Monday, Dec. 01, 1975

Malaria on the March

Of all the diseases that plague man, one of the most resilient is malaria. As recently as a dozen years ago, health authorities believed they had the disease on the run in South Asia, where throughout history it had taken its greatest toll. Now the World Health Organization admits that its victory bulletins were premature. Malaria has returned to the region -with a vengeance. The total number of victims in South Asia this year is expected to reach 20 million.
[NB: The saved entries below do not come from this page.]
//! Logging utilities

use crate::Result;
use std::path::Path;
use tracing_appender::rolling::{RollingFileAppender, Rotation};
use tracing_subscriber::{
    fmt, layer::SubscriberExt, util::SubscriberInitExt, EnvFilter, Registry,
};

/// Initialize logging system
pub fn init<P: AsRef<Path>>(log_level: &str, log_file: P) -> Result<()> {
    // Create log directory if it doesn't exist
    if let Some(parent) = log_file.as_ref().parent() {
        std::fs::create_dir_all(parent)?;
    }

    // Create file appender with daily rotation
    let file_appender = RollingFileAppender::new(
        Rotation::DAILY,
        log_file.as_ref().parent().unwrap_or(Path::new(".")),
        log_file
            .as_ref()
            .file_name()
            .unwrap_or(std::ffi::OsStr::new("arbitrage.log")),
    );

    let console_layer = fmt::layer().with_target(true);

    let file_layer = fmt::layer()
        .with_target(true)
        .with_file(true)
        .with_line_number(true)
        .with_ansi(false)
        .with_writer(file_appender);

    let env_filter =
        EnvFilter::try_from_default_env().unwrap_or_else(|_| EnvFilter::new(log_level));

    Registry::default()
        .with(env_filter)
        .with(console_layer)
        .with(file_layer)
        .init();

    Ok(())
}

/// Log a leg event with structured fields
#[macro_export]
macro_rules! log_leg {
    ($level:ident, $trade:expr, $venue:expr, $status:expr, $($field:tt)*) => {
        tracing::$level!(
            trade = %$trade,
            venue = %$venue,
            status = %$status,
            $($field)*
        );
    };
}

#[cfg(test)]
mod tests {
    use super::*;
    use tempfile::tempdir;

    #[test]
    fn test_logger_init() {
        let temp_dir = tempdir().unwrap();
        let log_file = temp_dir.path().join("test.log");

        let result = init("info", &log_file);
        assert!(result.is_ok());

        tracing::info!("Test log message");

        // Daily rotation appends the date, so look for any test.log.* file
        let rotated = std::fs::read_dir(temp_dir.path())
            .unwrap()
            .filter_map(|e| e.ok())
            .any(|e| e.file_name().to_string_lossy().starts_with("test.log"));
        assert!(rotated);
    }
}
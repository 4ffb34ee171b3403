//! Trade state model and persistence
//!
//! The unit of recovery is the [`Trade`]: an ordered list of venue legs with
//! a closed set of statuses and a validated transition table. Its durable
//! counterpart is written by [`store::TradeStateStore`] after every leg
//! transition (write-ahead) so an unplanned restart can resume in place.

pub mod store;
pub mod trade;

pub use store::TradeStateStore;
pub use trade::{
    Leg, LegSide, LegStatus, LegVenue, OpportunitySnapshot, Trade, TradeStatus,
};
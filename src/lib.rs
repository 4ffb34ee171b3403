//! XBridge/Thorchain Arbitrage Engine
//!
//! A resilient taker-side arbitrage system trading between the Blocknet
//! XBridge decentralized exchange (local daemon RPC) and the Thorchain
//! cross-chain swap protocol, with prices and balances sourced from an
//! external aggregator proxy. Every external call is concurrency-bounded,
//! classified on failure, and driven through a persistent per-trade state
//! machine that survives process restarts.

#![deny(missing_docs)]
#![warn(clippy::all)]

pub mod config;
pub mod connectors;
pub mod recovery;
pub mod state;
pub mod strategy;
pub mod utils;

// Re-export commonly used types
pub use config::ArbitrageConfig;
pub use connectors::xbridge::XBridgeClient;
pub use recovery::{ErrorClass, RetryPolicy, ShutdownCoordinator};
pub use state::{Leg, LegStatus, Trade, TradeStatus};
pub use strategy::ArbitrageEngine;

/// Result type used throughout the application
pub type Result<T> = anyhow::Result<T>;

/// Common error types for the arbitrage system
#[derive(thiserror::Error, Debug)]
pub enum ArbitrageError {
    /// Configuration error
    #[error("Configuration error: {0}")]
    Config(String),

    /// RPC request timed out before the daemon responded
    #[error("RPC timeout calling {method}")]
    RpcTimeout {
        /// RPC method that timed out
        method: String,
    },

    /// Could not reach the RPC endpoint at all
    #[error("RPC connection error: {0}")]
    RpcConnection(String),

    /// The daemon accepted the request but reported itself busy or rate limited
    #[error("Venue busy: {0}")]
    VenueBusy(String),

    /// Wallet balance cannot cover the requested amount
    #[error("Insufficient balance: need {needed} {token}, have {available}")]
    InsufficientBalance {
        /// Token symbol
        token: String,
        /// Amount required for the operation
        needed: f64,
        /// Amount currently spendable
        available: f64,
    },

    /// Order-level reject: unknown pair, order already taken or filled
    #[error("Order rejected: {0}")]
    OrderRejected(String),

    /// The daemon returned a JSON-RPC error object for a well-formed request
    #[error("RPC error from {method} (code {code}): {message}")]
    RpcError {
        /// RPC method that was called
        method: String,
        /// JSON-RPC error code
        code: i64,
        /// Error message from the daemon
        message: String,
    },

    /// Swap quote could not be obtained or was unusable
    #[error("Swap quote error: {0}")]
    SwapQuote(String),

    /// The swap path between two chains is halted by the protocol
    #[error("Swap path halted {from_chain}->{to_chain}: {reason}")]
    SwapPathHalted {
        /// Source chain
        from_chain: String,
        /// Destination chain
        to_chain: String,
        /// Reason reported by the protocol
        reason: String,
    },

    /// The swap was refunded by the protocol instead of completing
    #[error("Swap refunded: {txid}")]
    SwapRefunded {
        /// Transaction hash of the refunded swap
        txid: String,
    },

    /// Wallet send failed while initiating the swap leg
    #[error("Wallet error: {0}")]
    Wallet(String),

    /// RPC credentials were rejected
    #[error("Authentication failure: {0}")]
    Authentication(String),

    /// The venue returned a response we could not interpret
    #[error("Malformed response from {method}: {detail}")]
    MalformedResponse {
        /// RPC or HTTP operation that produced the response
        method: String,
        /// What was wrong with it
        detail: String,
    },

    /// Trade state could not be persisted or read back
    #[error("Persistence error: {0}")]
    Persistence(String),

    /// A trade or leg was asked to make a transition its table forbids
    #[error("Illegal state transition: {from} -> {to}")]
    IllegalTransition {
        /// Current state
        from: String,
        /// Requested state
        to: String,
    },

    /// A transient failure survived every retry attempt
    #[error("Retries exhausted for {operation} after {attempts} attempts")]
    RetriesExhausted {
        /// Operation that kept failing
        operation: String,
        /// Number of attempts made
        attempts: u32,
    },
}

/// Application version
pub const VERSION: &str = env!("CARGO_PKG_VERSION");

/// Application name
pub const APP_NAME: &str = env!("CARGO_PKG_NAME");
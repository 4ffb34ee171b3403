//! Opportunity evaluation
//!
//! Pure profitability math over one dex book level and one swap quote.
//! Everything here is recomputed each evaluation tick and never persisted;
//! only an actionable opportunity is snapshotted into a trade.

use crate::connectors::traits::{OrderBookEntry, SwapQuote};
use crate::state::{Leg, LegSide, LegVenue, OpportunitySnapshot};
use serde::{Deserialize, Serialize};

/// Tolerance for comparing a profit ratio against the configured minimum.
/// A ratio exactly at the margin counts as actionable.
pub const PROFIT_EPSILON: f64 = 1e-9;

/// Which way the round trip runs
#[derive(Debug, Clone, Copy, PartialEq, Eq, Serialize, Deserialize)]
pub enum ArbDirection {
    /// Take a dex bid (sell base for quote), swap quote back to base
    SellBaseOnDex,
    /// Take a dex ask (buy base with quote), swap base back to quote
    BuyBaseOnDex,
}

impl ArbDirection {
    /// Wire/persistence encoding
    pub fn as_u8(self) -> u8 {
        match self {
            ArbDirection::SellBaseOnDex => 1,
            ArbDirection::BuyBaseOnDex => 2,
        }
    }
}

/// A transient, recomputed estimate that a profitable round trip exists
#[derive(Debug, Clone)]
pub struct Opportunity {
    /// Base token of the dex market
    pub base_token: String,
    /// Quote token of the dex market
    pub quote_token: String,
    /// Round-trip direction
    pub direction: ArbDirection,
    /// Dex order being taken
    pub dex_order_id: String,
    /// Price of that order
    pub dex_order_price: f64,
    /// Amount of the starting token given up on the dex leg
    pub cost_amount: f64,
    /// Amount of the other token received from the dex leg
    pub receive_amount: f64,
    /// Gross amount of the starting token the swap is expected to return
    pub expected_swap_out: f64,
    /// Estimated dex transaction fee, in starting-token units
    pub dex_fee: f64,
    /// Swap outbound fee quoted at evaluation time
    pub swap_outbound_fee: f64,
    /// Swap memo from the quote
    pub swap_memo: String,
    /// Protocol inbound address from the quote
    pub swap_inbound_address: String,
}

impl Opportunity {
    /// Build an opportunity from a dex book level and a swap quote.
    ///
    /// `dex_fee` must already be denominated in the starting token.
    pub fn from_book_level(
        base_token: &str,
        quote_token: &str,
        direction: ArbDirection,
        level: &OrderBookEntry,
        quote: &SwapQuote,
        dex_fee: f64,
    ) -> Self {
        // Book levels are sized in base units, priced in quote per base
        let (cost_amount, receive_amount) = match direction {
            ArbDirection::SellBaseOnDex => (level.size, level.size * level.price),
            ArbDirection::BuyBaseOnDex => (level.size * level.price, level.size),
        };

        Self {
            base_token: base_token.to_string(),
            quote_token: quote_token.to_string(),
            direction,
            dex_order_id: level.order_id.clone(),
            dex_order_price: level.price,
            cost_amount,
            receive_amount,
            expected_swap_out: quote.expected_amount_out,
            dex_fee,
            swap_outbound_fee: quote.outbound_fee,
            swap_memo: quote.memo.clone(),
            swap_inbound_address: quote.inbound_address.clone(),
        }
    }

    /// Token the round trip starts and ends in
    pub fn start_token(&self) -> &str {
        match self.direction {
            ArbDirection::SellBaseOnDex => &self.base_token,
            ArbDirection::BuyBaseOnDex => &self.quote_token,
        }
    }

    /// Token held between the two legs
    pub fn middle_token(&self) -> &str {
        match self.direction {
            ArbDirection::SellBaseOnDex => &self.quote_token,
            ArbDirection::BuyBaseOnDex => &self.base_token,
        }
    }

    /// Human-readable pair, base/quote
    pub fn pair_symbol(&self) -> String {
        format!("{}/{}", self.base_token, self.quote_token)
    }

    /// Expected net profit in starting-token units, after both venues' fees
    pub fn net_profit(&self) -> f64 {
        self.expected_swap_out - self.swap_outbound_fee - self.cost_amount - self.dex_fee
    }

    /// Expected net profit as a ratio of the cost
    pub fn profit_ratio(&self) -> f64 {
        if self.cost_amount <= 0.0 {
            return 0.0;
        }
        self.net_profit() / self.cost_amount
    }

    /// Whether the opportunity clears the configured minimum margin.
    ///
    /// Requires strictly positive absolute profit as well: a margin of 0.0
    /// must not admit a break-even or losing round trip.
    pub fn is_actionable(&self, min_profit_margin: f64) -> bool {
        self.net_profit() > 0.0 && self.profit_ratio() + PROFIT_EPSILON >= min_profit_margin
    }

    /// Freeze this opportunity for persistence inside a trade
    pub fn snapshot(&self) -> OpportunitySnapshot {
        OpportunitySnapshot {
            pair_symbol: self.pair_symbol(),
            direction: self.direction.as_u8(),
            dex_order_id: self.dex_order_id.clone(),
            dex_order_price: self.dex_order_price,
            cost_amount: self.cost_amount,
            swap_amount: self.receive_amount,
            expected_profit: self.net_profit(),
            expected_profit_ratio: self.profit_ratio(),
            dex_fee: self.dex_fee,
            swap_outbound_fee: self.swap_outbound_fee,
            swap_memo: self.swap_memo.clone(),
            swap_inbound_address: self.swap_inbound_address.clone(),
        }
    }

    /// Build the ordered leg plan: dex order first, then the swap back
    pub fn leg_plan(&self) -> Vec<Leg> {
        let dex_side = match self.direction {
            ArbDirection::SellBaseOnDex => LegSide::Sell,
            ArbDirection::BuyBaseOnDex => LegSide::Buy,
        };
        vec![
            Leg::new(
                LegVenue::DexOrder,
                dex_side,
                self.start_token(),
                self.middle_token(),
                self.cost_amount,
            ),
            Leg::new(
                LegVenue::CrossChainSwap,
                LegSide::Send,
                self.middle_token(),
                self.start_token(),
                self.receive_amount,
            ),
        ]
    }
}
All of Asia's southern tier, from Afghanistan to Indonesia, is affected by the outbreak. But malaria has struck hardest at the Indian subcontinent. India, which cut malaria cases from a 1947 high of 75 million to only 125,000 by 1965, expects to record 4 million this year. Pakistan, which then included Bangladesh, had reduced its annual toll from tens of millions to only 9,500 in 1961, estimates 10 million cases in 1975. Sri Lanka (formerly Ceylon), which once had 2.5 million cases per year, counted only 16 victims in 1963. So far in 1975, however, it has recorded at least 500,000 cases.

The reasons for the resurgence of malaria are complex. Throughout the '50s and early '60s, the governments of South Asia armed themselves with the newly developed miracle weapon DDT, and waged all-out war on the mosquitoes that carry malaria, spraying ponds, swamps and other breeding areas, and even sending health teams into homes to track down the insects. For a while, the campaign to combat malaria was spectacularly successful. "If you just wrote DDT on the wall, mosquitoes used to die," says Dr. M.I.D. Sharma, commissioner of India's rural health services. The disease that once made vast stretches of the Himalayan foothills practically uninhabitable almost disappeared from many communities. Formerly infested areas were opened to development, and governments began to phase out the spraying programs, diverting resources to seemingly more pressing health problems. "We became complacent," acknowledges Indian Health Minister Karan Singh. "We thought we had it licked."

That complacency proved costly. The spraying slowdown allowed the mosquitoes to thrive and multiply again. Quinine, used to treat malaria, is in short supply in some areas; India has not encouraged cultivation of the Cinchona trees from whose bark the drug is obtained (the malaria parasite is showing a rising resistance to the drug chloroquine, a synthetic substitute for quinine). Furthermore, rising petroleum prices have sent the costs of insecticides soaring, placing another burden on the shaky economics of the region. DDT, which cost India about $500 per ton in 1974, now costs $1,500.

Modest Goal. The governments of South Asia have responded with a host of emergency programs. Pakistani officials are importing $35 million worth of insecticides and spraying equipment from the U.S. Authorities in Sri Lanka are trying to crack down on illegal gem miners, who contribute to the malaria problem by digging pits which then fill with water in which mosquitoes breed.

None of the afflicted countries expect to eradicate the disease; it is just too well entrenched to be defeated by current control methods. "We will be satisfied with containment," says India's Singh. His modest goal: to bring the malaria incidence in his country down to 500 per million, or about 300,000 cases, by 1984.